----- DATA

//! Data models for the weather reporter
//!
//! This module contains the core domain models organized by concern:
//! - Location: places to report on and the locations data file
//! - Weather: conditions, precipitation and units
//! - Forecast: hourly and daily forecast points

pub mod forecast;
pub mod location;
pub mod weather;

// Re-export all public types for convenient access
pub use forecast::{DailyFeelsLike, DailyPoint, DailyTemperatures, Forecast, HourlyPoint, LocalZone};
pub use location::{Location, load_locations, parse_locations};
pub use weather::{PrecipitationKind, Units, WeatherCondition, wind_direction_to_cardinal};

----------

Repeat the line containing "pub mod location;" and all subsequent lines through the final line of the data, exactly and with no others.

**WRITTEN RESPONSE:**
pub mod location;
pub mod weather;

// Re-export all public types for convenient access
pub use forecast::{DailyFeelsLike, DailyPoint, DailyTemperatures, Forecast, HourlyPoint, LocalZone};
pub use location::{Location, load_locations, parse_locations};
pub use weather::{PrecipitationKind, Units, WeatherCondition, wind_direction_to_cardinal};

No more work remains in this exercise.